When flights were canceled on Aug. 9, 1945, three days after a similar wave of cancellations presaged the atomic bombing of Hiroshima, Plank and a friend decided they would try to see what they could from the air, betting that another atomic bombing was scheduled for that day.
“What the hell,” Plank recalled their saying. “This is real history in the making. Let’s go.” They were about 80 miles from Nagasaki when they saw the mushroom cloud begin to rise, Plank said.
Plank graduated from Yale in 1946 and founded an accounting, tax and business advisory practice in Minneapolis, where he filed taxes for small businesses and wealthy individuals who parked their money in tax shelters – including oil and gas businesses. Suspecting one oil operator of fraud, he drove to Oklahoma, photographed kickback checks and took the evidence to his investors, according to the news website MarketWatch.
“They said, ‘We’ll fire him, and you’ve got to take care of our business,’ ” Plank recalled. “And that’s how Apache started.”

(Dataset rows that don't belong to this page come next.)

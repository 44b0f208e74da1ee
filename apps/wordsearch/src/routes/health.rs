use axum::Json;
use serde_json::{json, Value};

/// GET /health
/// Returns a simple status object with service version.
pub async fn health_handler() -> Json<Value> {
    Json(json!({
        "status": "ok",
        "version": env!("CARGO_PKG_VERSION"),
        "service": "wordsearch"
    }))
}
use serde::{Deserialize, Serialize};

use crate::errors::GenerationError;

/// Largest grid edge the solver accepts.
pub const NMAX: usize = 32;

/// Three columns of 39 rows is all the word list space left below a half-page grid.
pub const MAX_WORDS: usize = 117;

const DEFAULT_SIZE: usize = 15;
const DEFAULT_BOOK_NAME: &str = "Where's Word-o";

/// Shape constraint applied to the grid before solving and when drawing.
#[derive(Debug, Clone, Copy, PartialEq, Eq, Hash, Default, Serialize, Deserialize)]
#[serde(rename_all = "lowercase")]
pub enum MaskType {
    #[default]
    #[serde(rename = "none")]
    Plain,
    Circle,
    Squares,
}

impl std::fmt::Display for MaskType {
    fn fmt(&self, f: &mut std::fmt::Formatter<'_>) -> std::fmt::Result {
        match self {
            MaskType::Plain => write!(f, "none"),
            MaskType::Circle => write!(f, "circle"),
            MaskType::Squares => write!(f, "squares"),
        }
    }
}

/// Request body for puzzle generation.
#[derive(Debug, Clone, PartialEq, Serialize, Deserialize)]
pub struct PuzzleRequest {
    pub wordlist: Vec<String>,
    #[serde(default = "default_size")]
    pub size: usize,
    #[serde(default)]
    pub mask_type: Option<MaskType>,
    #[serde(default = "default_book_name")]
    pub book_name: String,
    /// Forwarded to the solver; when false words only run right, down or down-right.
    #[serde(default = "default_allow_backwards")]
    pub allow_backwards: bool,
    /// Footer printed at the bottom of the puzzle page.
    #[serde(default)]
    pub page_number: Option<String>,
}

fn default_size() -> usize {
    DEFAULT_SIZE
}

fn default_book_name() -> String {
    DEFAULT_BOOK_NAME.to_string()
}

fn default_allow_backwards() -> bool {
    true
}

impl PuzzleRequest {
    #[cfg(test)]
    pub fn new(wordlist: Vec<String>, size: usize) -> Self {
        Self {
            wordlist,
            size,
            mask_type: None,
            book_name: default_book_name(),
            allow_backwards: true,
            page_number: None,
        }
    }

    pub fn mask(&self) -> MaskType {
        self.mask_type.unwrap_or_default()
    }

    /// Upper-cases every word and strips its whitespace, dropping words left empty,
    /// then checks the grid and word list bounds.
    pub fn normalize(mut self) -> Result<Self, GenerationError> {
        self.wordlist = self
            .wordlist
            .iter()
            .map(|w| normalize_word(w))
            .filter(|w| !w.is_empty())
            .collect();

        if self.wordlist.is_empty() {
            return Err(GenerationError::Validation(
                "wordlist must contain at least one word".to_string(),
            ));
        }
        if self.wordlist.len() > MAX_WORDS {
            return Err(GenerationError::Validation(format!(
                "wordlist has {} words; at most {MAX_WORDS} fit on a page",
                self.wordlist.len()
            )));
        }
        if self.size == 0 {
            return Err(GenerationError::Validation(
                "size must be at least 1".to_string(),
            ));
        }
        if self.size > NMAX {
            return Err(GenerationError::Validation(format!(
                "Maximum grid size is {NMAX}x{NMAX}, got {}",
                self.size
            )));
        }

        Ok(self)
    }
}

pub fn normalize_word(word: &str) -> String {
    word.chars()
        .filter(|c| !c.is_whitespace())
        .flat_map(char::to_uppercase)
        .collect()
}
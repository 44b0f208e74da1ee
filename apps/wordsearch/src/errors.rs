use axum::{
    http::StatusCode,
    response::{IntoResponse, Response},
    Json,
};
use serde_json::json;
use thiserror::Error;

use crate::puzzle::solver::SolverError;

/// Application-level error type.
/// Implements `IntoResponse` so Axum handlers can return `Result<T, AppError>`.
#[derive(Debug, Error)]
pub enum AppError {
    #[error("Not found: {0}")]
    NotFound(String),

    #[error("Validation error: {0}")]
    Validation(String),

    #[error("Internal server error: {0}")]
    Internal(#[from] anyhow::Error),
}

impl IntoResponse for AppError {
    fn into_response(self) -> Response {
        let (status, code, message) = match &self {
            AppError::NotFound(msg) => (StatusCode::NOT_FOUND, "NOT_FOUND", msg.clone()),
            AppError::Validation(msg) => (StatusCode::BAD_REQUEST, "VALIDATION_ERROR", msg.clone()),
            AppError::Internal(e) => {
                tracing::error!("Internal error: {e:?}");
                (
                    StatusCode::INTERNAL_SERVER_ERROR,
                    "INTERNAL_ERROR",
                    "An internal server error occurred".to_string(),
                )
            }
        };

        let body = Json(json!({
            "error": {
                "code": code,
                "message": message
            }
        }));

        (status, body).into_response()
    }
}

/// Failure of one puzzle generation, from request validation through writing the documents.
///
/// Everything except `Validation` is recorded on the job as its error message.
#[derive(Debug, Error)]
pub enum GenerationError {
    #[error("{0}")]
    Validation(String),

    #[error("Solver failure: {0}")]
    SolverFailure(#[from] SolverError),

    #[error("I/O error: {0}")]
    Io(#[from] std::io::Error),

    #[error("Worker error: {0}")]
    Worker(String),
}

impl From<GenerationError> for AppError {
    fn from(err: GenerationError) -> Self {
        match err {
            GenerationError::Validation(msg) => AppError::Validation(msg),
            other => AppError::Internal(anyhow::Error::new(other)),
        }
    }
}
pub mod handlers;
pub mod orchestrator;
pub mod pipeline;
pub mod pool;
pub mod store;

pub use orchestrator::JobOrchestrator;
pub use pipeline::PuzzleGenerator;
pub use pool::WorkerPool;
pub use store::InMemoryJobStore;
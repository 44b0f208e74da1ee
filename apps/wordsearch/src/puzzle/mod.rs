// Puzzle domain: shape masks, the solved grid model, and word placement.
// Everything here is synchronous and CPU-bound; callers run it on the worker pool.

pub mod grid;
pub mod mask;
pub mod solver;

pub use grid::SolvedGrid;
pub use mask::Mask;
pub use solver::{RandomPlacementSolver, SolveInput, Solver};
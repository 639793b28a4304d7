//! Identity provider collaborator interfaces.
//!
//! The flow consumes the provider through two narrow seams: the transport
//! client ([`IdentityProviderClient`]) and the assertion verifier
//! ([`IdTokenVerifier`]). Wire formats beyond the fields captured here are
//! the client's concern.

use async_trait::async_trait;
use serde::{Deserialize, Serialize};

use crate::claims::IdentityClaims;
use crate::error::LoginFlowError;

/// The consumed fields of a token-endpoint response.
#[derive(Debug, Clone, PartialEq, Eq, Serialize, Deserialize)]
pub struct TokenSet {
    /// Bearer token for provider API calls.
    pub access_token: String,
    /// Refresh token, if the provider issued one.
    pub refresh_token: Option<String>,
    /// The raw identity assertion, if the provider issued one.
    pub id_token: Option<String>,
}

impl TokenSet {
    /// Creates a token set with only an access token.
    #[must_use]
    pub fn new(access_token: impl Into<String>) -> Self {
        Self {
            access_token: access_token.into(),
            refresh_token: None,
            id_token: None,
        }
    }

    /// Sets the refresh token.
    #[must_use]
    pub fn with_refresh_token(mut self, token: Option<String>) -> Self {
        self.refresh_token = token;
        self
    }

    /// Sets the raw identity assertion.
    #[must_use]
    pub fn with_id_token(mut self, token: Option<String>) -> Self {
        self.id_token = token;
        self
    }
}

/// The consumed fields of a userinfo response.
#[derive(Debug, Clone, PartialEq, Eq)]
pub struct UserInfo {
    /// Username as reported by the provider.
    pub username: String,
    /// Email address, if reported.
    pub email: Option<String>,
}

/// Transport client for the identity provider.
#[async_trait]
pub trait IdentityProviderClient: Send + Sync {
    /// Builds the authorization-endpoint URL carrying the client id,
    /// `response_type=code`, the redirect target, the requested scopes, the
    /// state token, the nonce, and any extra parameters.
    fn authorization_url(
        &self,
        prompt_login: bool,
        state: &str,
        nonce: &str,
        extra_params: &[(String, String)],
    ) -> Result<String, LoginFlowError>;

    /// Exchanges an authorization code at the token endpoint.
    async fn exchange_code(&self, code: &str) -> Result<TokenSet, LoginFlowError>;

    /// Fetches userinfo with an access token.
    async fn fetch_user_info(&self, access_token: &str) -> Result<UserInfo, LoginFlowError>;
}

/// Cryptographic verifier for identity assertions.
///
/// A verifier must reject any assertion whose embedded nonce is not exactly
/// the expected one, surfacing
/// [`LoginFlowError::NonceMismatch`].
pub trait IdTokenVerifier: Send + Sync {
    /// Decodes and verifies a raw assertion against the expected nonce.
    fn verify(
        &self,
        raw_assertion: &str,
        expected_nonce: &str,
    ) -> Result<IdentityClaims, LoginFlowError>;
}
//! Linking a verified identity to the signed-in account.

use std::sync::Arc;

use crate::account::{AccountStore, AuthMethod, EventSink, FlowEvent, LocalAccount};
use crate::claims::IdentityClaims;
use crate::error::LoginFlowError;
use crate::provider::{IdentityProviderClient, TokenSet};
use crate::token::{PrevLoginRecord, PrevLoginStore, TokenRecordStore};

/// Resolves migration and linking of a verified identity onto the account
/// of the currently active local session.
///
/// Linking is idempotent for an identity already bound to the signed-in
/// account: repeat links only rotate the token record. An identity bound to
/// a different account, or an account bound to a different identity, is a
/// conflict and nothing is mutated.
pub struct AccountLinker {
    provider: Arc<dyn IdentityProviderClient>,
    records: Arc<dyn TokenRecordStore>,
    prev_logins: Arc<dyn PrevLoginStore>,
    accounts: Arc<dyn AccountStore>,
    events: Arc<dyn EventSink>,
}

impl AccountLinker {
    /// Creates a linker over the given collaborators.
    pub fn new(
        provider: Arc<dyn IdentityProviderClient>,
        records: Arc<dyn TokenRecordStore>,
        prev_logins: Arc<dyn PrevLoginStore>,
        accounts: Arc<dyn AccountStore>,
        events: Arc<dyn EventSink>,
    ) -> Self {
        Self {
            provider,
            records,
            prev_logins,
            accounts,
            events,
        }
    }

    /// Links the verified identity to `account`.
    ///
    /// With `connect_only` the account keeps its current authentication
    /// method; otherwise the method is switched to the provider, preceded by
    /// a one-time backup of the method it had before.
    pub async fn link(
        &self,
        claims: &IdentityClaims,
        auth_code: &str,
        token_set: &TokenSet,
        account: &LocalAccount,
        connect_only: bool,
    ) -> Result<(), LoginFlowError> {
        let external_id = &claims.subject;

        if let Some(record) = self.records.find_by_external_id(external_id).await? {
            if !self.accounts.exists(&record.username).await? {
                // The bound account is gone; the record is stale.
                tracing::info!(
                    external_id,
                    stale_username = %record.username,
                    "removing token record bound to a deleted account"
                );
                self.records.delete(record.id).await?;
            } else if record.username == account.username {
                self.records.rotate(record.id, auth_code, token_set).await?;
                self.maybe_switch_method(account, connect_only).await?;
                return Ok(());
            } else {
                return Err(LoginFlowError::IdentityAlreadyConnectedToDifferentAccount {
                    username: record.username,
                });
            }
        }

        if let Some(record) = self.records.find_by_username(&account.username).await? {
            if record.external_id == *external_id {
                self.records.rotate(record.id, auth_code, token_set).await?;
                self.maybe_switch_method(account, connect_only).await?;
                return Ok(());
            }
            return Err(LoginFlowError::AccountAlreadyConnected {
                username: account.username.clone(),
            });
        }

        // Validates the access token against the userinfo endpoint before
        // binding.
        self.provider
            .fetch_user_info(&token_set.access_token)
            .await?;

        self.records
            .create(external_id, &account.username, auth_code, token_set)
            .await?;
        self.events.emit(FlowEvent::AccountConnected {
            username: account.username.clone(),
        });
        tracing::info!(external_id, username = %account.username, "identity connected to account");

        if !connect_only && !account.auth_method.is_oidc() {
            self.prev_logins
                .record_once(PrevLoginRecord {
                    account_id: account.id,
                    method: account.auth_method.clone(),
                    credential: account.credential.clone(),
                })
                .await?;
            self.accounts
                .set_auth_method(&account.username, AuthMethod::OpenIdConnect)
                .await?;
        }

        Ok(())
    }

    async fn maybe_switch_method(
        &self,
        account: &LocalAccount,
        connect_only: bool,
    ) -> Result<(), LoginFlowError> {
        if !connect_only && !account.auth_method.is_oidc() {
            self.accounts
                .set_auth_method(&account.username, AuthMethod::OpenIdConnect)
                .await?;
        }
        Ok(())
    }
}

#[cfg(test)]
mod tests {
    use super::*;
    use crate::memory::{
        CollectingEventSink, InMemoryAccountStore, InMemoryPrevLoginStore,
        InMemoryTokenRecordStore,
    };
    use crate::testutil::StubProvider;
    use chrono::{Duration, Utc};

    fn claims_for(subject: &str) -> IdentityClaims {
        let now = Utc::now();
        IdentityClaims::new(
            subject.to_string(),
            "nonce".to_string(),
            now,
            now + Duration::hours(1),
        )
    }

    fn token_set(access_token: &str) -> TokenSet {
        TokenSet::new(access_token).with_id_token(Some(format!("idt-{access_token}")))
    }

    struct Fixture {
        records: Arc<InMemoryTokenRecordStore>,
        prev_logins: Arc<InMemoryPrevLoginStore>,
        accounts: Arc<InMemoryAccountStore>,
        events: Arc<CollectingEventSink>,
        linker: AccountLinker,
    }

    fn fixture() -> Fixture {
        let records = Arc::new(InMemoryTokenRecordStore::new());
        let prev_logins = Arc::new(InMemoryPrevLoginStore::new());
        let accounts = Arc::new(InMemoryAccountStore::new());
        let events = Arc::new(CollectingEventSink::new());
        let linker = AccountLinker::new(
            Arc::new(StubProvider::new("provider-user")),
            records.clone(),
            prev_logins.clone(),
            accounts.clone(),
            events.clone(),
        );
        Fixture {
            records,
            prev_logins,
            accounts,
            events,
            linker,
        }
    }

    #[tokio::test]
    async fn fresh_link_switches_method_and_backs_up_previous() {
        let f = fixture();
        let account = LocalAccount::new("alice", AuthMethod::Password)
            .with_credential(Some("hash:orig".to_string()));
        f.accounts.insert(account.clone());

        f.linker
            .link(&claims_for("ext-1"), "code1", &token_set("at1"), &account, false)
            .await
            .unwrap();

        let records = f.records.records();
        assert_eq!(records.len(), 1);
        assert_eq!(records[0].external_id, "ext-1");
        assert_eq!(records[0].username, "alice");

        let backups = f.prev_logins.records();
        assert_eq!(backups.len(), 1);
        assert_eq!(backups[0].method, AuthMethod::Password);
        assert_eq!(backups[0].credential.as_deref(), Some("hash:orig"));

        assert_eq!(
            f.accounts.get("alice").unwrap().auth_method,
            AuthMethod::OpenIdConnect
        );
        assert_eq!(
            f.events.events(),
            vec![FlowEvent::AccountConnected {
                username: "alice".to_string()
            }]
        );
    }

    #[tokio::test]
    async fn connect_only_keeps_method_and_writes_no_backup() {
        let f = fixture();
        let account = LocalAccount::new("alice", AuthMethod::Password);
        f.accounts.insert(account.clone());

        f.linker
            .link(&claims_for("ext-1"), "code1", &token_set("at1"), &account, true)
            .await
            .unwrap();

        assert_eq!(f.records.records().len(), 1);
        assert!(f.prev_logins.records().is_empty());
        assert_eq!(
            f.accounts.get("alice").unwrap().auth_method,
            AuthMethod::Password
        );
    }

    #[tokio::test]
    async fn repeat_link_is_idempotent_and_rotates() {
        let f = fixture();
        let account = LocalAccount::new("alice", AuthMethod::Password);
        f.accounts.insert(account.clone());

        f.linker
            .link(&claims_for("ext-1"), "code1", &token_set("at1"), &account, false)
            .await
            .unwrap();
        // The account switched to the provider on the first link.
        let account = f.accounts.get("alice").unwrap();
        f.linker
            .link(&claims_for("ext-1"), "code2", &token_set("at2"), &account, false)
            .await
            .unwrap();

        let records = f.records.records();
        assert_eq!(records.len(), 1);
        assert_eq!(records[0].auth_code, "code2");
        assert_eq!(records[0].access_token, "at2");
        assert_eq!(f.prev_logins.records().len(), 1);
    }

    #[tokio::test]
    async fn identity_bound_elsewhere_is_a_conflict() {
        let f = fixture();
        let alice = LocalAccount::new("alice", AuthMethod::OpenIdConnect);
        let bob = LocalAccount::new("bob", AuthMethod::Password);
        f.accounts.insert(alice.clone());
        f.accounts.insert(bob.clone());
        f.linker
            .link(&claims_for("ext-1"), "code1", &token_set("at1"), &alice, false)
            .await
            .unwrap();

        let err = f
            .linker
            .link(&claims_for("ext-1"), "code2", &token_set("at2"), &bob, false)
            .await
            .unwrap_err();
        assert_eq!(
            err,
            LoginFlowError::IdentityAlreadyConnectedToDifferentAccount {
                username: "alice".to_string()
            }
        );

        // Neither binding changed.
        let records = f.records.records();
        assert_eq!(records.len(), 1);
        assert_eq!(records[0].username, "alice");
        assert_eq!(records[0].auth_code, "code1");
        assert_eq!(
            f.accounts.get("bob").unwrap().auth_method,
            AuthMethod::Password
        );
    }

    #[tokio::test]
    async fn account_bound_to_other_identity_is_a_conflict() {
        let f = fixture();
        let alice = LocalAccount::new("alice", AuthMethod::OpenIdConnect);
        f.accounts.insert(alice.clone());
        f.linker
            .link(&claims_for("ext-1"), "code1", &token_set("at1"), &alice, false)
            .await
            .unwrap();

        let err = f
            .linker
            .link(&claims_for("ext-2"), "code2", &token_set("at2"), &alice, false)
            .await
            .unwrap_err();
        assert_eq!(
            err,
            LoginFlowError::AccountAlreadyConnected {
                username: "alice".to_string()
            }
        );
        assert_eq!(f.records.records().len(), 1);
    }

    #[tokio::test]
    async fn stale_record_is_deleted_and_relinked() {
        let f = fixture();
        let ghost = LocalAccount::new("ghost", AuthMethod::OpenIdConnect);
        f.accounts.insert(ghost.clone());
        f.linker
            .link(&claims_for("ext-1"), "code1", &token_set("at1"), &ghost, false)
            .await
            .unwrap();
        f.accounts.remove("ghost");

        let alice = LocalAccount::new("alice", AuthMethod::Password);
        f.accounts.insert(alice.clone());
        f.linker
            .link(&claims_for("ext-1"), "code2", &token_set("at2"), &alice, false)
            .await
            .unwrap();

        let records = f.records.records();
        assert_eq!(records.len(), 1);
        assert_eq!(records[0].username, "alice");
    }

    #[tokio::test]
    async fn relink_of_provider_account_writes_no_backup() {
        let f = fixture();
        let account = LocalAccount::new("alice", AuthMethod::OpenIdConnect);
        f.accounts.insert(account.clone());

        f.linker
            .link(&claims_for("ext-1"), "code1", &token_set("at1"), &account, false)
            .await
            .unwrap();

        assert!(f.prev_logins.records().is_empty());
    }
}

The company’s name was derived from the initials of its founders — Truman Anderson, Plank and Charles Arnao — who provided the a, p and a. A secretary suggested they append their initials to the letters c, h and e to form “Apache,” Roger Plank said.
Plank’s marriages to Sally Stevens, Lollie Benz and Heather Burgess ended in divorce. Survivors include six children; 12 grandchildren; and 11 great-grandchildren.
Decades after sniffing out fraud in Oklahoma, Plank became one of the first prominent critics of Enron, accusing chairman Kenneth Lay of price manipulation in the gas market well before Enron’s collapse in 2001.
“The phrase ‘brutal candor’ doesn’t go far enough with him,” Roger Plank said of his father. “He was relentless about saying what he thought, and not worrying if it was going to hurt somebody’s feelings.” At one conference call with investors, he recalled, “Raymond was on his soap box about Enron. And he said, ‘About Ken Lay I have just one thing to say: J-A-I-L. You could almost hear the collective gasp from investors, because they owned (Enron stock). People didn’t care for that at all.”